Cierto dragon habitaba en un rio, y como menguase el agua, quedó en seco en un arenal donde yacia. Pasando por allí un hombre, díjole: ó dragon, cómo estás aquí de esta manera? Respondió el dragon: andaba por la orilla de este rio, miéntras crecian sus aguas, ahora que han menguado, me he quedado en seco, y no puedo ir sin agua; pero si tú me quieres llevar atado sobre tu borrico á mi morada, yo te daria allí mucho oro y plata. El hombre movido de la codicia, tomo el dragon, y púsolo sobre su borrico, y atado lo condujo á su cueva; llegando allí, le dejó en libertad, y pidióle el oro y plata que le habia prometido. Díjole entónces el dragon: ¿cómo por haberme atado me pides oro y plata en recompensa? El hombre replicó: no me pediste que te atase? Respondió el dragon: no estamos en eso, yo tengo hambre y te quiero comer. Dijo el hombre: segun eso me quieres pagar mal por bien. Durante esta disputa, compareció una raposa, la cual habiendo oido todas las razones, dijoles: qué cosa es está de que tanto disputais, y causa tanta discordia? El dragon habló primero, y dijo: este hombre me ato muy fuertemente, poniéndome sobre un borrico: trájome hasta aquí, y ahora me pide no sé qué cosas.

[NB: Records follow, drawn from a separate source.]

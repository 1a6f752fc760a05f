//! Quokka API - Compilation orchestration layer
//!
//! Provides unified compilation interface, including:
//! - Compilation flow orchestration
//! - Configuration abstraction (RunConfig)
//! - Unified error handling (QuokkaError)
//!
//! For CLI convenience, this crate provides a global singleton API.
//! For library use, prefer the explicit `compile_with_config(source, &config)` API.

use once_cell::sync::Lazy;
use tracing::{debug, info};

use quokka_core::bytecode::Emitter;
use quokka_core::compiler::lexer::tokenize;
use quokka_core::compiler::parser::Parser;
use quokka_core::{HostRegistry, HostTypeProvider, ProgramBuilder, TranslateFailure, Translator};

// Re-export config
pub mod config;
pub use config::{config as get_config, init as init_config, is_initialized, RunConfig};

// Re-export config types from quokka_config
pub use quokka_config::{CompilerConfig, LimitConfig, Phase};

// Re-export error and types
pub mod error;
pub mod types;
pub use error::{
    CompileFailure, EmitError, ErrorDetails, ErrorReport, LexerError, ParserError, QuokkaError,
    TranslateError,
};
pub use types::CompileOutput;

// Re-export core types
pub use quokka_config;
pub use quokka_core::{Instruction, Program};

static STANDARD_HOST: Lazy<HostRegistry> = Lazy::new(HostRegistry::standard);

/// 标准宿主类型注册表（首次使用时构建）
pub fn standard_host() -> &'static HostRegistry {
    &STANDARD_HOST
}

/// Compile with explicit configuration against the standard host registry
pub fn compile_with_config(
    source: &str,
    config: &RunConfig,
) -> Result<CompileOutput, CompileFailure> {
    compile_with_host(source, config, standard_host())
}

/// Compile with explicit configuration and host type provider
///
/// 词法与语法错误在整个文件范围内收集；只要存在任何一个，就不再进行翻译。
pub fn compile_with_host(
    source: &str,
    config: &RunConfig,
    host: &dyn HostTypeProvider,
) -> Result<CompileOutput, CompileFailure> {
    info!(
        target: "quokka::api",
        module = %config.module_name,
        bytes = source.len(),
        "Starting compilation"
    );

    let (tokens, lexer_errors) = tokenize(source);
    let (module, parser_errors) = Parser::with_limits(&tokens, &config.limits).parse();
    let errors: Vec<QuokkaError> = lexer_errors
        .into_iter()
        .map(QuokkaError::from)
        .chain(parser_errors.into_iter().map(QuokkaError::from))
        .collect();
    if !errors.is_empty() {
        debug!(
            target: "quokka::api",
            count = errors.len(),
            "Front-end errors, skipping translation"
        );
        return Err(errors.into());
    }

    let mut builder = ProgramBuilder::new(&config.module_name)
        .with_debug_info(config.compiler.emit_debug_info)
        .with_entry_point(&config.compiler.entry_point)
        .with_max_locals(config.limits.max_locals);
    let symbols = Translator::new(&config.module_name, host, &config.compiler, &config.limits)
        .translate(&module, &mut builder)
        .map_err(|failure| match failure {
            TranslateFailure::Semantic(errors) => errors
                .into_iter()
                .map(QuokkaError::from)
                .collect::<Vec<_>>()
                .into(),
            TranslateFailure::Emit(err) => CompileFailure::from(vec![QuokkaError::from(err)]),
        })?;
    let program = builder
        .finalize()
        .map_err(|err| CompileFailure::from(vec![QuokkaError::from(err)]))?;

    debug!(
        target: "quokka::api",
        functions = program.functions.len(),
        instructions = program
            .functions
            .iter()
            .map(|f| f.instructions.len())
            .sum::<usize>(),
        "Compilation completed"
    );
    info!(target: "quokka::api", "Compiler completed");

    Ok(CompileOutput { program, symbols })
}

// ==================== Convenience API (using global config) ====================

/// Compile source code (uses global config, default if never initialized)
pub fn compile(source: &str) -> Result<CompileOutput, CompileFailure> {
    compile_with_config(source, get_config())
}

#[cfg(test)]
mod tests {
    use super::*;
    use quokka_core::compiler::parser::ParserErrorKind;
    use quokka_core::translator::TranslateErrorKind;

    const HELLO: &str = "import System;\n\
        func main() {\n\
        \x20   Console.WriteLine(\"Hello\");\n\
        }\n";

    #[test]
    fn test_compile_with_explicit_config() {
        let config = RunConfig::default().with_module_name("hello");
        let output = compile_with_config(HELLO, &config).unwrap();

        assert_eq!(output.program.module, "hello");
        let main = output.program.function("main").unwrap();
        assert_eq!(output.program.entry, Some(main.symbol));
        assert_eq!(main.instructions.last(), Some(&Instruction::Ret));
        // 调试信息：每条指令一行
        assert_eq!(main.lines.len(), main.instructions.len());
        assert_eq!(main.lines[0], 3);

        let root = output.symbols.root();
        assert_eq!(output.symbols.imports(root), vec!["System".to_string()]);
    }

    #[test]
    fn test_debug_info_can_be_disabled() {
        let mut config = RunConfig::default();
        config.compiler.emit_debug_info = false;
        let output = compile_with_config(HELLO, &config).unwrap();
        assert!(output.program.functions[0].lines.is_empty());
    }

    #[test]
    fn test_compile_uses_global_config() {
        let output = compile(HELLO).unwrap();
        assert_eq!(output.program.module, get_config().module_name);
    }

    #[test]
    fn test_front_end_errors_collected_together() {
        let source = "func main() {\n  let x: int = 1 # 2;\n}\nfunc f() { let = ; }";
        let failure = compile_with_config(source, &RunConfig::default()).unwrap_err();

        let phases: Vec<Phase> = failure.errors.iter().map(QuokkaError::phase).collect();
        assert_eq!(phases[0], Phase::Lexer);
        assert!(phases.contains(&Phase::Parser));
        // 前端出错时不进行翻译
        assert!(!phases.contains(&Phase::Translator));
        assert_eq!(failure.errors[0].line(), Some(2));
    }

    #[test]
    fn test_semantic_errors_aggregated() {
        let source = "func main() {\n  let a: int = b;\n  let c: bool = 1;\n}";
        let failure = compile_with_config(source, &RunConfig::default()).unwrap_err();

        assert_eq!(failure.errors.len(), 2);
        assert!(matches!(
            &failure.errors[0],
            QuokkaError::Translate(TranslateError {
                kind: TranslateErrorKind::UndefinedVariable(name),
                line: 2,
            }) if name == "b"
        ));
        assert_eq!(failure.errors[1].line(), Some(3));
        assert_eq!(failure.errors[1].to_report().error_kind, "AssignmentMismatch");
    }

    #[test]
    fn test_nesting_limit_covers_operator_chains() {
        let source = |terms: usize| {
            format!("func main() {{ let x: int = {}; }}", vec!["1"; terms].join(" * "))
        };
        let mut config = RunConfig::default();
        config.limits.max_nesting_depth = 64;

        assert!(compile_with_config(&source(40), &config).is_ok());

        let failure = compile_with_config(&source(1000), &config).unwrap_err();
        assert!(failure.errors.iter().any(|e| matches!(
            e,
            QuokkaError::Parser(err) if err.kind == ParserErrorKind::NestingTooDeep(64)
        )));
    }

    #[test]
    fn test_custom_host_provider() {
        // 空注册表中没有 System.Console
        let host = HostRegistry::new();
        let failure = compile_with_host(HELLO, &RunConfig::default(), &host).unwrap_err();
        assert_eq!(failure.errors.len(), 1);
        assert_eq!(failure.errors[0].phase(), Phase::Translator);
    }

    #[test]
    fn test_standard_host_is_shared() {
        assert!(std::ptr::eq(standard_host(), standard_host()));
        assert!(standard_host().contains("System.Console"));
    }
}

Despues dijo el hombre: óyeme, señora raposa. Este dragon andaba por un rio, y fué echado á un arenal seco, y estaba á puntos de perecer. Pasando yo por allí me pidió que lo atase, que lo pusiese sobre mi borrico, y lo trajese á esta cueva, prometiéndome por ello oro y plata ahora no solo no quiere darme lo prometido, sino que quiere matarme para comerme despues. Dijo la raposa al hombre: tontamente lo hiciste. Por qué le ataste? Pero muéstrame ahora como estaba el dragon atado, y despues yo juzgaré. Tomó el hombre al dragon, lo paso sobre el borrico, y le ató. Entónces preguntó la raposa al dragon: díme, tan fuertemente te ató? Cómo, respondió el dragon, me ató cien veces mas fuerte de lo que hace. La raposa dijo al hombre: átalo pues tan fuerte como puedas. El hombre lo ató lo mas que pudo. Preguntó la raposa al dragon, tan fuertemente te ató? Respondió el dragon, por cierto, si señora. Dijo la raposa al hombre: ház un nudo, y aprieta bien los lazos, que quien bien ata, bien desata, y vuélvelo al lugar de donde lo tomaste, y déjalo allí atado como está, y no te podrá comer. Lo hizo el hombre como lo ordenó la raposa, y pagó el dragon la pena de su perfidia.
Á quien te hizo beneficio, vive siempre agradecido, que es de ingratos el olvido. Si algun bien has recibido, ten memoria miéntras vives, de él y de quien lo recibes.